**TO DO:** Only lines with the string "await" are wanted. Pull them out of the data.

Dataset records:
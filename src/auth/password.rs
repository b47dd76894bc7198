use argon2::{
    password_hash::{PasswordHash, PasswordHasher, PasswordVerifier, SaltString},
    Argon2,
};
use lazy_static::lazy_static;
use rand::rngs::OsRng;
use tracing::error;

lazy_static! {
    /// Verified against when no stored hash exists, so a miss costs one argon2 run too.
    static ref DUMMY_HASH: Option<String> = hash_password("recipebook-no-such-user").ok();
}

#[cfg(test)]
thread_local! {
    pub(crate) static VERIFY_CALLS: std::cell::Cell<usize> = std::cell::Cell::new(0);
}

pub fn hash_password(plain: &str) -> anyhow::Result<String> {
    let salt = SaltString::generate(&mut OsRng);
    let hash = Argon2::default()
        .hash_password(plain.as_bytes(), &salt)
        .map_err(|e| {
            error!(error = %e, "argon2 hash_password error");
            anyhow::anyhow!(e.to_string())
        })?
        .to_string();
    Ok(hash)
}

/// `Ok(false)` on mismatch; `Err` only when the stored hash cannot be parsed.
pub fn verify_password(plain: &str, hash: &str) -> anyhow::Result<bool> {
    #[cfg(test)]
    VERIFY_CALLS.with(|c| c.set(c.get() + 1));
    let parsed = PasswordHash::new(hash).map_err(|e| {
        error!(error = %e, "argon2 parse hash error");
        anyhow::anyhow!(e.to_string())
    })?;
    Ok(Argon2::default()
        .verify_password(plain.as_bytes(), &parsed)
        .is_ok())
}

/// Like [`verify_password`], but still runs a full verify when there is no
/// stored hash. Always `Ok(false)` in that case.
pub fn verify_password_or_dummy(plain: &str, hash: Option<&str>) -> anyhow::Result<bool> {
    match hash {
        Some(hash) => verify_password(plain, hash),
        None => {
            if let Some(dummy) = DUMMY_HASH.as_deref() {
                verify_password(plain, dummy)?;
            }
            Ok(false)
        }
    }
}
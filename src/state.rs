use crate::auth::{
    jwt::JwtKeys,
    repo::{PgUserStore, UserStore},
};
use crate::config::{AppConfig, JwtConfig};
use crate::db;
use std::sync::Arc;

#[derive(Clone)]
pub struct AppState {
    pub users: Arc<dyn UserStore>,
    pub keys: JwtKeys,
}

impl AppState {
    pub async fn init() -> anyhow::Result<Self> {
        let config = AppConfig::from_env()?;
        let pool = db::connect(&config.database_url).await?;
        db::migrate(&pool).await;

        let users = Arc::new(PgUserStore::new(pool)) as Arc<dyn UserStore>;
        Ok(Self::from_parts(users, &config.jwt))
    }

    pub fn from_parts(users: Arc<dyn UserStore>, jwt: &JwtConfig) -> Self {
        Self {
            users,
            keys: JwtKeys::from_config(jwt),
        }
    }

    #[cfg(test)]
    pub fn fake(users: Arc<crate::auth::memory::MemoryUserStore>) -> Self {
        let jwt = JwtConfig {
            secret: "test".into(),
            issuer: "test-issuer".into(),
            audience: "test-aud".into(),
            ttl_minutes: 5,
            refresh_ttl_minutes: 60,
        };
        Self::from_parts(users, &jwt)
    }
}
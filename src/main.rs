mod app;
mod auth;
mod config;
mod db;
mod error;
mod state;

#[tokio::main]
async fn main() -> anyhow::Result<()> {
    dotenvy::dotenv().ok();

    let env_filter = std::env::var("RUST_LOG")
        .unwrap_or_else(|_| "recipebook=debug,axum=info,tower_http=info".to_string());
    let json_logs = std::env::var("LOG_FORMAT")
        .map(|v| v == "json")
        .unwrap_or(false);

    if json_logs {
        tracing_subscriber::fmt()
            .with_env_filter(env_filter)
            .with_target(false)
            .json()
            .init();
    } else {
        tracing_subscriber::fmt().with_env_filter(env_filter).init();
    }

    let app_state = state::AppState::init().await?;
    app::serve(app::build_app(app_state)).await
}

**WRITTEN RESPONSE:**
        let pool = db::connect(&config.database_url).await?;
        db::migrate(&pool).await;
    let app_state = state::AppState::init().await?;
    app::serve(app::build_app(app_state)).await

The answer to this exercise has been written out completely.